#![forbid(unsafe_code)]

use std::process;

fn main() {
    if let Err(e) = tstampd::main(std::env::args()) {
        eprintln!("tstamp-ping: {e}");
        process::exit(1);
    }
}
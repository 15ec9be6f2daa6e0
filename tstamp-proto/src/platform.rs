use crate::{
    hardware::{HardwareTimestampGrant, HardwareTimestampRequest},
    interface::{InterfaceName, NetworkInterface},
    options::SocketTimestampOptions,
};

/// The OS facilities needed to turn on timestamping for a socket.
///
/// Implementations borrow the socket; they never open, bind or close it.
pub trait TimestampingPlatform {
    type Interfaces: Iterator<Item = NetworkInterface>;

    /// A fresh snapshot of the host interface table
    fn interfaces(&self) -> std::io::Result<Self::Interfaces>;

    /// Ask the adapter behind `interface` for hardware timestamps, returning
    /// the modes the driver actually applied.
    fn set_hardware_timestamping(
        &self,
        interface: &InterfaceName,
        request: HardwareTimestampRequest,
    ) -> std::io::Result<HardwareTimestampGrant>;

    fn set_socket_options(&self, options: SocketTimestampOptions) -> std::io::Result<()>;
}

impl<T: TimestampingPlatform + ?Sized> TimestampingPlatform for &T {
    type Interfaces = T::Interfaces;

    fn interfaces(&self) -> std::io::Result<Self::Interfaces> {
        (**self).interfaces()
    }

    fn set_hardware_timestamping(
        &self,
        interface: &InterfaceName,
        request: HardwareTimestampRequest,
    ) -> std::io::Result<HardwareTimestampGrant> {
        (**self).set_hardware_timestamping(interface, request)
    }

    fn set_socket_options(&self, options: SocketTimestampOptions) -> std::io::Result<()> {
        (**self).set_socket_options(options)
    }
}
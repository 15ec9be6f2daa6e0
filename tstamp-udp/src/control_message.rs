use std::marker::PhantomData;

use tstamp_proto::{
    AncillaryEntry, ErrorOrigin, ExtendedErrorMeta, TimestampEvent, TimestampTriple, Timespec,
};

/// Backing storage for control messages, aligned like a `cmsghdr`
#[repr(C, align(8))]
pub(crate) struct ControlBuffer<const N: usize>([u8; N]);

impl<const N: usize> ControlBuffer<N> {
    pub(crate) const fn new() -> Self {
        Self([0; N])
    }

    pub(crate) fn as_mut_slice(&mut self) -> &mut [u8] {
        &mut self.0
    }
}

pub(crate) fn empty_msghdr() -> libc::msghdr {
    // On `target_env = "musl"`, there are several private padding fields.
    // the position of these padding fields depends on the system endianness,
    // so keeping making them public does not really help.
    //
    // Safety:
    //
    // all fields are either integer or pointer types. For those types, 0 is a valid
    // value
    unsafe { std::mem::MaybeUninit::<libc::msghdr>::zeroed().assume_init() }
}

// Invariants:
// self.mhdr points to a valid libc::msghdr with a valid control
// message region.
// self.next_msg points to one of the control messages
// in the region described by self.mhdr or is NULL
//
// These invariants are guaranteed from the safety conditions on
// calling ControlMessageIterator::new, the fact that next preserves
// these invariants and that the fields of ControlMessageIterator
// are not modified outside these two functions.
pub(crate) struct ControlMessageIterator<'a> {
    mhdr: libc::msghdr,
    next_msg: *const libc::cmsghdr,
    phantom: PhantomData<&'a [u8]>,
}

impl<'a> ControlMessageIterator<'a> {
    // Safety assumptions:
    // mhdr has a control and controllen field
    // that together describe a memory region
    // with lifetime 'a containing valid control
    // messages
    pub(crate) unsafe fn new(mhdr: libc::msghdr) -> Self {
        // Safety:
        // mhdr's control and controllen fields are valid and point
        // to valid control messages.
        let current_msg = unsafe { libc::CMSG_FIRSTHDR(&mhdr) };

        // Invariant preservation:
        // The safety assumptions guaranteed by the caller ensure
        // that mhdr points to a valid region with valid control
        // messages. CMSG_FIRSTHDR is then guaranteed to either
        // return the pointer to the first valid control message
        // in that region, or NULL if the region is empty.
        Self {
            mhdr,
            next_msg: current_msg,
            phantom: PhantomData,
        }
    }
}

impl<'a> Iterator for ControlMessageIterator<'a> {
    type Item = AncillaryEntry;

    fn next(&mut self) -> Option<Self::Item> {
        // Safety:
        // By the invariants, self.next_msg either points to a valid control message
        // or is NULL
        let current_msg = unsafe { self.next_msg.as_ref() }?;

        // Safety:
        // Invariants ensure that self.mhdr points to a valid libc::msghdr with a valid control
        // message region, and that self.next_msg either points to a valid control message
        // or is NULL.
        // The previous statement would have returned if self.next_msg were NULL, therefore both passed
        // pointers are valid for use with CMSG_NXTHDR
        // Invariant preservation:
        // CMSG_NXTHDR returns either a pointer to the next valid control message in the control
        // message region described by self.mhdr, or NULL
        self.next_msg = unsafe { libc::CMSG_NXTHDR(&self.mhdr, self.next_msg) };

        let other = AncillaryEntry::Other {
            level: current_msg.cmsg_level,
            kind: current_msg.cmsg_type,
        };

        Some(match (current_msg.cmsg_level, current_msg.cmsg_type) {
            (libc::SOL_SOCKET, libc::SCM_TIMESTAMPING) => {
                if !carries::<[libc::timespec; 3]>(current_msg) {
                    return Some(other);
                }

                // Safety:
                // current_msg was constructed from a pointer that pointed to a valid control message
                // and we checked that its data holds three timespecs.
                let timespecs = unsafe {
                    let ptr = libc::CMSG_DATA(current_msg) as *const [libc::timespec; 3];
                    std::ptr::read_unaligned(ptr)
                };

                AncillaryEntry::Timestamping(TimestampTriple(timespecs.map(read_timespec)))
            }

            (libc::SOL_IP, libc::IP_RECVERR) | (libc::SOL_IPV6, libc::IPV6_RECVERR) => {
                if !carries::<libc::sock_extended_err>(current_msg) {
                    return Some(other);
                }

                // this is part of how send timestamps are reported.
                // Safety:
                // current_msg was constructed from a pointer that pointed to a valid
                // control message and we checked that its data holds a sock_extended_err.
                let error = unsafe {
                    let ptr = libc::CMSG_DATA(current_msg) as *const libc::sock_extended_err;
                    std::ptr::read_unaligned(ptr)
                };

                AncillaryEntry::ExtendedError(read_extended_error(&error))
            }

            _ => other,
        })
    }
}

/// Whether the (possibly truncated) control message has room for a `T`
fn carries<T>(cmsg: &libc::cmsghdr) -> bool {
    // Safety: CMSG_LEN is safe to call
    let needed = unsafe { libc::CMSG_LEN(std::mem::size_of::<T>() as _) } as usize;
    cmsg.cmsg_len as usize >= needed
}

fn read_timespec(timespec: libc::timespec) -> Timespec {
    Timespec::new(timespec.tv_sec as i64, timespec.tv_nsec as i64)
}

fn read_extended_error(error: &libc::sock_extended_err) -> ExtendedErrorMeta {
    ExtendedErrorMeta {
        errno: error.ee_errno,
        origin: ErrorOrigin::from_raw(error.ee_origin),
        event: TimestampEvent::from_raw(error.ee_info),
        correlation_id: error.ee_data,
    }
}

#[cfg(test)]
mod tests {
    use tstamp_proto::{decode_bundle, Category, Source, TimestampRecord, NO_MESSAGE};

    use super::*;
    use crate::raw_socket::control_message_space;

    // linux/errqueue.h
    const SO_EE_ORIGIN_TIMESTAMPING: u8 = 4;
    const SCM_TSTAMP_SND: u32 = 0;

    const BUFFER_SIZE: usize = 3 * control_message_space::<[libc::timespec; 3]>()
        + control_message_space::<libc::sock_extended_err>();

    /// Lay out control messages the way recvmsg would
    fn build(
        buffer: &mut ControlBuffer<BUFFER_SIZE>,
        messages: &[(i32, i32, &[u8])],
    ) -> libc::msghdr {
        let mut mhdr = empty_msghdr();
        mhdr.msg_control = buffer.as_mut_slice().as_mut_ptr().cast();
        mhdr.msg_controllen = BUFFER_SIZE as _;

        let mut used = 0;
        let mut cmsg = unsafe { libc::CMSG_FIRSTHDR(&mhdr) };

        for (level, kind, data) in messages {
            let cmsg_ref = unsafe { cmsg.as_mut() }.unwrap();
            cmsg_ref.cmsg_level = *level;
            cmsg_ref.cmsg_type = *kind;
            cmsg_ref.cmsg_len = unsafe { libc::CMSG_LEN(data.len() as _) } as _;

            unsafe {
                std::ptr::copy_nonoverlapping(data.as_ptr(), libc::CMSG_DATA(cmsg), data.len())
            };

            used += unsafe { libc::CMSG_SPACE(data.len() as _) } as usize;
            cmsg = unsafe { libc::CMSG_NXTHDR(&mhdr, cmsg) };
        }

        mhdr.msg_controllen = used as _;
        mhdr
    }

    fn bytes_of<T>(value: &T) -> &[u8] {
        unsafe {
            std::slice::from_raw_parts((value as *const T).cast::<u8>(), std::mem::size_of::<T>())
        }
    }

    fn timespecs(software: (i64, i64), hardware: (i64, i64)) -> [libc::timespec; 3] {
        let mut raw: [libc::timespec; 3] = unsafe { std::mem::zeroed() };
        raw[0].tv_sec = software.0 as _;
        raw[0].tv_nsec = software.1 as _;
        raw[2].tv_sec = hardware.0 as _;
        raw[2].tv_nsec = hardware.1 as _;
        raw
    }

    fn extended_error(errno: u32, origin: u8, info: u32, data: u32) -> libc::sock_extended_err {
        let mut error: libc::sock_extended_err = unsafe { std::mem::zeroed() };
        error.ee_errno = errno;
        error.ee_origin = origin;
        error.ee_info = info;
        error.ee_data = data;
        error
    }

    #[test]
    fn no_message_is_enomsg() {
        assert_eq!(NO_MESSAGE, libc::ENOMSG as u32);
    }

    #[test]
    fn empty_region() {
        let mut buffer = ControlBuffer::<BUFFER_SIZE>::new();
        let mhdr = build(&mut buffer, &[]);

        let entries: Vec<_> = unsafe { ControlMessageIterator::new(mhdr) }.collect();
        assert!(entries.is_empty());
    }

    #[test]
    fn send_timestamp_bundle() {
        let stamps = timespecs((1_700_000_000, 123), (1_700_000_000, 456));
        let error = extended_error(
            libc::ENOMSG as u32,
            SO_EE_ORIGIN_TIMESTAMPING,
            SCM_TSTAMP_SND,
            7,
        );

        let mut buffer = ControlBuffer::<BUFFER_SIZE>::new();
        let mhdr = build(
            &mut buffer,
            &[
                (libc::SOL_SOCKET, libc::SCM_TIMESTAMPING, bytes_of(&stamps)),
                (libc::SOL_IP, libc::IP_RECVERR, bytes_of(&error)),
            ],
        );

        let entries: Vec<_> = unsafe { ControlMessageIterator::new(mhdr) }.collect();
        assert_eq!(
            entries,
            [
                AncillaryEntry::Timestamping(TimestampTriple::new(
                    Timespec::new(1_700_000_000, 123),
                    Timespec::new(1_700_000_000, 456),
                )),
                AncillaryEntry::ExtendedError(ExtendedErrorMeta::timestamp_report(
                    TimestampEvent::Snd,
                    7
                )),
            ]
        );

        assert_eq!(
            decode_bundle(entries),
            [
                TimestampRecord::new(
                    Category::Tx,
                    Source::Sw,
                    Some(7),
                    Timespec::new(1_700_000_000, 123)
                ),
                TimestampRecord::new(
                    Category::Tx,
                    Source::Hw,
                    Some(7),
                    Timespec::new(1_700_000_000, 456)
                ),
            ]
        );
    }

    #[test]
    fn ipv6_error_and_unknown_message() {
        let error = extended_error(libc::ECONNREFUSED as u32, 3, 0, 0);
        let unrelated = 1u32;

        let mut buffer = ControlBuffer::<BUFFER_SIZE>::new();
        let mhdr = build(
            &mut buffer,
            &[
                (libc::SOL_IPV6, libc::IPV6_RECVERR, bytes_of(&error)),
                (libc::SOL_IP, libc::IP_TTL, bytes_of(&unrelated)),
            ],
        );

        let entries: Vec<_> = unsafe { ControlMessageIterator::new(mhdr) }.collect();
        assert_eq!(
            entries,
            [
                AncillaryEntry::ExtendedError(ExtendedErrorMeta {
                    errno: libc::ECONNREFUSED as u32,
                    origin: ErrorOrigin::Icmp6,
                    event: TimestampEvent::Snd,
                    correlation_id: 0,
                }),
                AncillaryEntry::Other {
                    level: libc::SOL_IP,
                    kind: libc::IP_TTL,
                },
            ]
        );
    }

    #[test]
    fn short_timestamp_is_not_read() {
        let single: libc::timespec = unsafe { std::mem::zeroed() };

        let mut buffer = ControlBuffer::<BUFFER_SIZE>::new();
        let mhdr = build(
            &mut buffer,
            &[(libc::SOL_SOCKET, libc::SCM_TIMESTAMPING, bytes_of(&single))],
        );

        let entries: Vec<_> = unsafe { ControlMessageIterator::new(mhdr) }.collect();
        assert_eq!(
            entries,
            [AncillaryEntry::Other {
                level: libc::SOL_SOCKET,
                kind: libc::SCM_TIMESTAMPING,
            }]
        );
    }
}
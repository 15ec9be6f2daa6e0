use std::fmt::Display;

use tracing::{debug, info, warn};

use crate::{
    hardware::{GrantDiscrepancy, HardwareTimestampGrant, HardwareTimestampRequest},
    interface::{InterfaceName, InterfaceSelection, NetworkInterface},
    options::SocketTimestampOptions,
    platform::TimestampingPlatform,
};

/// A configuration step that did not go through.
#[derive(Debug)]
pub enum ConfigError {
    /// The adapter refused hardware timestamping. Other interfaces are unaffected.
    HardwareTimestamp {
        interface: InterfaceName,
        source: std::io::Error,
    },
    SocketOptions(std::io::Error),
}

impl Display for ConfigError {
    fn fmt(&self, f: &mut std::fmt::Formatter<'_>) -> std::fmt::Result {
        match self {
            Self::HardwareTimestamp { interface, source } => {
                write!(f, "SIOCSHWTSTAMP [{interface}] failed: {source}")
            }
            Self::SocketOptions(e) => write!(f, "could not set timestamping options: {e}"),
        }
    }
}

impl std::error::Error for ConfigError {
    fn source(&self) -> Option<&(dyn std::error::Error + 'static)> {
        match self {
            Self::HardwareTimestamp { source, .. } => Some(source),
            Self::SocketOptions(e) => Some(e),
        }
    }
}

/// Failures after which the socket cannot produce timestamps at all.
#[derive(Debug)]
pub enum SetupError {
    EnumerateInterfaces(std::io::Error),
    SocketOptions(std::io::Error),
}

impl Display for SetupError {
    fn fmt(&self, f: &mut std::fmt::Formatter<'_>) -> std::fmt::Result {
        match self {
            Self::EnumerateInterfaces(e) => write!(f, "could not list network interfaces: {e}"),
            Self::SocketOptions(e) => write!(f, "could not set timestamping options: {e}"),
        }
    }
}

impl std::error::Error for SetupError {
    fn source(&self) -> Option<&(dyn std::error::Error + 'static)> {
        match self {
            Self::EnumerateInterfaces(e) | Self::SocketOptions(e) => Some(e),
        }
    }
}

#[derive(Debug)]
pub struct InterfaceOutcome {
    pub interface: InterfaceName,
    pub request: HardwareTimestampRequest,
    pub result: Result<HardwareTimestampGrant, ConfigError>,
}

impl InterfaceOutcome {
    pub fn discrepancy(&self) -> Option<GrantDiscrepancy> {
        self.result
            .as_ref()
            .ok()
            .and_then(|grant| grant.discrepancy(&self.request))
    }
}

/// What happened to each interface during [`setup`].
#[derive(Debug, Default)]
pub struct SetupReport {
    pub interfaces: Vec<InterfaceOutcome>,
}

impl SetupReport {
    pub fn granted(&self) -> impl Iterator<Item = (InterfaceName, HardwareTimestampGrant)> + '_ {
        self.interfaces
            .iter()
            .filter_map(|outcome| Some((outcome.interface, *outcome.result.as_ref().ok()?)))
    }

    pub fn failed(&self) -> impl Iterator<Item = &ConfigError> + '_ {
        self.interfaces
            .iter()
            .filter_map(|outcome| outcome.result.as_ref().err())
    }

    pub fn discrepancies(&self) -> impl Iterator<Item = (InterfaceName, GrantDiscrepancy)> + '_ {
        self.interfaces
            .iter()
            .filter_map(|outcome| Some((outcome.interface, outcome.discrepancy()?)))
    }
}

/// Turn on transmit and receive hardware timestamping for a single interface.
pub fn configure_interface_hw_timestamp<P: TimestampingPlatform + ?Sized>(
    platform: &P,
    interface: &InterfaceName,
) -> Result<HardwareTimestampGrant, ConfigError> {
    let request = HardwareTimestampRequest::default();

    let grant = platform
        .set_hardware_timestamping(interface, request)
        .map_err(|source| {
            warn!(%interface, error = %source, "SIOCSHWTSTAMP failed");
            ConfigError::HardwareTimestamp {
                interface: *interface,
                source,
            }
        })?;

    info!(
        %interface,
        tx_type = ?grant.tx_type,
        rx_filter = ?grant.rx_filter,
        "hardware timestamping configured"
    );

    if let Some(discrepancy) = grant.discrepancy(&request) {
        warn!(%interface, %discrepancy, "adapter granted less than requested");
    }

    Ok(grant)
}

/// The interfaces that may be asked for hardware timestamps, loopback and
/// interfaces without a link-layer address excluded.
pub fn enumerate_timestampable_interfaces<P: TimestampingPlatform + ?Sized>(
    platform: &P,
) -> Result<impl Iterator<Item = NetworkInterface>, SetupError> {
    let interfaces = platform
        .interfaces()
        .map_err(SetupError::EnumerateInterfaces)?;

    Ok(interfaces.filter(NetworkInterface::is_timestampable))
}

pub fn apply_socket_timestamp_options<P: TimestampingPlatform + ?Sized>(
    platform: &P,
    options: SocketTimestampOptions,
) -> Result<(), ConfigError> {
    set_socket_options(platform, options).map_err(ConfigError::SocketOptions)
}

fn set_socket_options<P: TimestampingPlatform + ?Sized>(
    platform: &P,
    options: SocketTimestampOptions,
) -> std::io::Result<()> {
    if options.is_empty() {
        warn!("no timestamping options enabled, the socket will not produce timestamps");
    }

    platform.set_socket_options(options)?;
    debug!(?options, "socket timestamping options applied");

    Ok(())
}

/// Configure hardware timestamping on every timestampable interface, then
/// enable timestamp delivery on the socket.
pub fn setup<P: TimestampingPlatform + ?Sized>(
    platform: &P,
    options: SocketTimestampOptions,
) -> Result<SetupReport, SetupError> {
    setup_with_selection(platform, options, &InterfaceSelection::All)
}

pub fn setup_with_selection<P: TimestampingPlatform + ?Sized>(
    platform: &P,
    options: SocketTimestampOptions,
    selection: &InterfaceSelection,
) -> Result<SetupReport, SetupError> {
    let mut report = SetupReport::default();

    for interface in enumerate_timestampable_interfaces(platform)? {
        if !selection.contains(&interface.name) {
            debug!(interface = %interface.name, "skipping unselected interface");
            continue;
        }

        report.interfaces.push(InterfaceOutcome {
            interface: interface.name,
            request: HardwareTimestampRequest::default(),
            result: configure_interface_hw_timestamp(platform, &interface.name),
        });
    }

    // must be last: a failure above must not leave the socket half configured
    set_socket_options(platform, options).map_err(SetupError::SocketOptions)?;

    Ok(report)
}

PROBLEM TO WORK ON
Output, from the data above, the lines from the line with "timestampable interface, then" to the line with "socket half configured" exactly as they stand, both ends included and nothing else.

TASK OUTPUT
/// Configure hardware timestamping on every timestampable interface, then
/// enable timestamp delivery on the socket.
pub fn setup<P: TimestampingPlatform + ?Sized>(
    platform: &P,
    options: SocketTimestampOptions,
) -> Result<SetupReport, SetupError> {
    setup_with_selection(platform, options, &InterfaceSelection::All)
}

pub fn setup_with_selection<P: TimestampingPlatform + ?Sized>(
    platform: &P,
    options: SocketTimestampOptions,
    selection: &InterfaceSelection,
) -> Result<SetupReport, SetupError> {
    let mut report = SetupReport::default();

    for interface in enumerate_timestampable_interfaces(platform)? {
        if !selection.contains(&interface.name) {
            debug!(interface = %interface.name, "skipping unselected interface");
            continue;
        }

        report.interfaces.push(InterfaceOutcome {
            interface: interface.name,
            request: HardwareTimestampRequest::default(),
            result: configure_interface_hw_timestamp(platform, &interface.name),
        });
    }

    // must be last: a failure above must not leave the socket half configured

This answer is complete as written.